Although basic hormone therapy through private services such as GenderCare and GenderGP is not prohibitively expensive for your average middle class trans person such as myself, poorer trans people are not so privileged. 

The UK doesn’t collect information on unemployment among trans people, but data from Ireland suggests that 50 percent of trans people are out of work. This is supported by a 2018 survey by Crossland Employment Solicitiors which found that one in three employers said they were “less likely” to hire a transgender worker

Is it any wonder then that nearly two thirds of trans people feel the need to hide their trans status at work? This data comes from a 2021 YouGov poll which found that this figure has risen by 13 percent since 2016, and that more than two in five trans people have quit their job because the work environment was unwelcoming. 

Just four years ago then prime minister Theresa May pledged to improve trans rights in the UK. Her plans focused on streamlining and demedicalising the process, “because being trans is not an illness and it should not be treated as such.” 

Penny Mordaunt, who was equalities minister at the time, said: “The discrimination and bigotry that the trans community currently faces is unacceptable in today’s society – we need a culture change.”

We did indeed see a culture change, but it was one which made transphobia mainstream and bio-essentialism the de facto position of the Conservative party. Both Boris Johnson and current Equalities Minister Liz Truss have made statements which put biology as the defining criteria for gender. 

So we find ourselves in this endless loop: trans people fighting every day just for the right to exist while the government, random celebrities, and far right hate figures campaign both implicitly and explicitly for our extinction. 

Every trans person I have ever known, myself included, just wants to quietly live like everyone else but our very existence is always a talking point for someone whose only interest is drumming up controversy or taking some arbitrary intellectual position. 

It’s important at this point to recognise that transphobia is not limited to the Tory benches, and that “gender critical” voices can be found across the political spectrum. Just last week Labour MP Wes Streeting was applauded by Julia Heartly Brewer on Talk Radio for his bio-essentialist view that men have penises and women have vaginas.

In the space of four years we’ve gone from the possibility of some very sensible changes to the Gender Recognition Act to people frothing with madness over our genitals, as if any of them would ever be lucky enough to find out what’s really down there.
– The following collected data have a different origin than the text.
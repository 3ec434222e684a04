//! A Sender's or Receiver's three transport-parameter documents
//! (constraints / staged / active), per spec.md §4.7.

use nmos_core::{NmosError, Result, ResourceId, TaiTimestamp};
use serde_json::Value as Json;

use crate::activation::ActivationRequest;
use crate::merge::deep_merge;

#[derive(Clone, Copy, Debug, PartialEq, Eq)]
pub enum ConnectionResourceKind {
    Sender,
    Receiver,
}

/// Outcome of a staged PATCH: either nothing needs scheduling (a plain
/// parameter edit with no activation request), or a fire time the caller
/// must hand to the scheduler.
#[derive(Clone, Copy, Debug, PartialEq, Eq)]
pub enum PatchOutcome {
    NoActivation,
    ScheduleAt(TaiTimestamp),
    Cancelled,
}

/// The staged/active documents for one Sender or Receiver.
///
/// `constraints`/`staged`/`active` are kept as [`serde_json::Value`]
/// objects rather than a typed struct, per spec.md §9's design note: a
/// systems-language rewrite should keep *runtime* payloads dynamic and
/// verify them through a schema registry, converting to typed data only
/// at the HTTP boundary — the activation scheduler and the deep-merge
/// rule both operate perfectly well on the JSON tree directly.
pub struct ConnectionResource {
    pub id: ResourceId,
    pub kind: ConnectionResourceKind,
    pub constraints: Json,
    pub staged: Json,
    pub active: Json,
    /// The SDP last produced by the `TransportfileSetter` for a Sender's
    /// `active` document (spec.md §4.7 step 4). `None` for Receivers and
    /// for a Sender that hasn't activated yet.
    pub transportfile: Option<String>,
    generation: u64,
}

fn empty_document() -> Json {
    serde_json::json!({
        "master_enable": false,
        "activation": null,
        "transport_params": [],
        "receiver_id": null,
        "sender_id": null,
    })
}

impl ConnectionResource {
    pub fn new(id: ResourceId, kind: ConnectionResourceKind, constraints: Json) -> Self {
        Self {
            id,
            kind,
            constraints,
            staged: empty_document(),
            active: empty_document(),
            transportfile: None,
            generation: 0,
        }
    }

    pub fn set_transportfile(&mut self, sdp: String) {
        self.transportfile = Some(sdp);
    }

    /// Monotonically increasing counter bumped every time the staged
    /// activation request changes (new request, cancellation, or a
    /// commit). The scheduler stamps each queued entry with the
    /// generation observed at enqueue time and discards it on firing if
    /// the generation has since moved on — spec.md §4.7: "Scheduled
    /// activations may be cancelled by PATCHing `{activation: null}`
    /// before their time fires."
    pub fn generation(&self) -> u64 {
        self.generation
    }

    pub fn master_enable(&self, active: bool) -> bool {
        let doc = if active { &self.active } else { &self.staged };
        doc.get("master_enable").and_then(Json::as_bool).unwrap_or(false)
    }

    fn current_activation(&self) -> Option<ActivationRequest> {
        self.staged
            .get("activation")
            .filter(|v| !v.is_null())
            .and_then(|v| serde_json::from_value(v.clone()).ok())
    }

    /// Apply a PATCH body to the staged document, per spec.md §4.7:
    /// deep-merge the body in (null clears, objects recurse, arrays
    /// replace), then handle the separate `activation` request field.
    ///
    /// `expected_generation`, if given, is an optimistic-concurrency guard:
    /// a client that fetched `staged` at [`Self::generation`] `g` and PATCHes
    /// expecting still-`g` gets rejected with `Conflict` (and `staged`/
    /// `active` left untouched) if another activation request already
    /// landed in between. Not part of the IS-05 wire schema itself — the
    /// HTTP layer threads it through from an `If-Match`-style precondition.
    ///
    /// Per the "Master-enable edge" note, a bare `master_enable` edit
    /// with no accompanying `activation` key is itself treated as an
    /// implicit immediate activation, so the change reaches `active`
    /// (and therefore a subscription grain) without requiring the client
    /// to additionally PATCH an activation.
    pub fn patch_staged(
        &mut self,
        mut patch: Json,
        receive_time: TaiTimestamp,
        expected_generation: Option<u64>,
    ) -> Result<PatchOutcome> {
        if let Some(expected) = expected_generation {
            if expected != self.generation {
                return Err(NmosError::conflict(format!(
                    "staged document for {} has moved on to generation {}, PATCH was against {expected}",
                    self.id, self.generation
                )));
            }
        }
        let activation_field = patch
            .as_object_mut()
            .ok_or_else(|| NmosError::validation("PATCH body must be a JSON object"))?
            .remove("activation");
        let touched_master_enable = patch
            .get("master_enable")
            .map(|_| true)
            .unwrap_or(false);

        deep_merge(&mut self.staged, &patch);

        match activation_field {
            Some(Json::Null) => {
                self.clear_activation();
                Ok(PatchOutcome::Cancelled)
            }
            Some(value) => {
                let request: ActivationRequest =
                    serde_json::from_value(value).map_err(|e| NmosError::validation(e.to_string()))?;
                let fire_time = request.resolve_fire_time(receive_time)?;
                self.set_activation(request);
                Ok(PatchOutcome::ScheduleAt(fire_time))
            }
            None if touched_master_enable => {
                self.set_activation(ActivationRequest {
                    mode: crate::activation::ActivationMode::ActivateImmediate,
                    offset: None,
                    requested_time: None,
                });
                Ok(PatchOutcome::ScheduleAt(receive_time))
            }
            None => Ok(PatchOutcome::NoActivation),
        }
    }

    pub(crate) fn set_activation(&mut self, request: ActivationRequest) {
        if let Some(obj) = self.staged.as_object_mut() {
            obj.insert(
                "activation".to_string(),
                serde_json::to_value(&request).unwrap_or(Json::Null),
            );
        }
        self.generation += 1;
    }

    pub(crate) fn clear_activation(&mut self) {
        if let Some(obj) = self.staged.as_object_mut() {
            obj.insert("activation".to_string(), Json::Null);
        }
        self.generation += 1;
    }

    pub fn staged_transport_params(&self) -> Json {
        self.staged
            .get("transport_params")
            .cloned()
            .unwrap_or_else(|| Json::Array(vec![]))
    }

    /// Step 3 of the scheduler's firing sequence (spec.md §4.7): copy
    /// staged into active, with the auto-resolved transport params
    /// substituted in, then clear the staged activation request.
    pub fn commit_activation(&mut self, resolved_transport_params: Json) {
        if let Some(obj) = self.staged.as_object_mut() {
            obj.insert("transport_params".to_string(), resolved_transport_params);
        }
        self.active = self.staged.clone();
        if let Some(obj) = self.active.as_object_mut() {
            obj.insert("activation".to_string(), Json::Null);
        }
        self.clear_activation();
    }
}

#[cfg(test)]
mod tests {
    use super::*;
    use serde_json::json;

    fn resource() -> ConnectionResource {
        ConnectionResource::new(ResourceId::random(), ConnectionResourceKind::Sender, Json::Null)
    }

    #[test]
    fn bare_master_enable_patch_schedules_an_implicit_immediate_activation() {
        let mut r = resource();
        let outcome = r
            .patch_staged(json!({"master_enable": false}), TaiTimestamp::new(10, 0), None)
            .unwrap();
        assert_eq!(outcome, PatchOutcome::ScheduleAt(TaiTimestamp::new(10, 0)));
    }

    #[test]
    fn cancelling_clears_activation_and_bumps_generation() {
        let mut r = resource();
        r.patch_staged(
            json!({"activation": {"mode": "activate_scheduled_absolute", "requested_time": {"seconds": 20, "nanoseconds": 0}}}),
            TaiTimestamp::new(10, 0),
            None,
        )
        .unwrap();
        let gen_after_schedule = r.generation();
        let outcome = r
            .patch_staged(json!({"activation": null}), TaiTimestamp::new(11, 0), None)
            .unwrap();
        assert_eq!(outcome, PatchOutcome::Cancelled);
        assert!(r.generation() > gen_after_schedule);
        assert!(r.current_activation().is_none());
    }

    #[test]
    fn commit_copies_staged_to_active_and_clears_activation() {
        let mut r = resource();
        r.patch_staged(
            json!({"transport_params": [{"destination_ip": "auto"}], "activation": {"mode": "activate_immediate"}}),
            TaiTimestamp::new(10, 0),
            None,
        )
        .unwrap();
        r.commit_activation(json!([{"destination_ip": "239.0.0.1"}]));
        assert_eq!(r.active["transport_params"], json!([{"destination_ip": "239.0.0.1"}]));
        assert_eq!(r.active["activation"], Json::Null);
        assert_eq!(r.staged["activation"], Json::Null);
    }

    #[test]
    fn stale_generation_guard_rejects_and_leaves_documents_untouched() {
        let mut r = resource();
        r.patch_staged(json!({"master_enable": false}), TaiTimestamp::new(10, 0), None)
            .unwrap();
        let current_generation = r.generation();
        let stale = current_generation.saturating_sub(1);

        let staged_before = r.staged.clone();
        let active_before = r.active.clone();
        let err = r
            .patch_staged(json!({"master_enable": true}), TaiTimestamp::new(11, 0), Some(stale))
            .unwrap_err();
        assert_eq!(err.category(), nmos_core::ErrorCategory::Conflict);
        assert_eq!(r.staged, staged_before);
        assert_eq!(r.active, active_before);
        assert_eq!(r.generation(), current_generation);
    }
}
These talking points, arguing about whether women can have a penis or men a cervix, is entirely arbitrary and frankly quite weird. On top of that, attempts to “clock” trans people in the wild frequently lead to gender non-confirming cisgender people being harassed, and creates an unsafe enviroment for anyone who does not meet the rigorous standards of their assigned gender. 

Trans issues have become a lightning rod for mainstream debate because our existence challenges the comfortable, uncomplicated life of cisnormative society. All of a sudden, people are forced to re-examine their understanding of something so fundamental to their existence, they had never paid a single thought to it – and so they feel threatened. 

In some ways they are right, of course: Yes, trans people are dangerous to society but we threaten a version of society that isn’t worth saving. That’s why we are so often maligned and scapegoated, because our existence threatens the very fabric of the rigid, authoritarian system by defying it and choosing to live authentically despite the consequences. 

We have always existed, dating right back to 204CE with Roman Emperor Elagabalus who was one of the first recorded transgender people. Gender is a social construct: it is a box we are put in for the purposes of control and it serves only the interests of the ruling class. Your gender is whatever you say it is, and pressure to conform to expectations of gender has only ever caused harm. 

So to Jamie Wallis, I guess I have this to say: Welcome to the revolution, sister. I’ll save you a seat if you ever decide to stop sleeping with the enemy.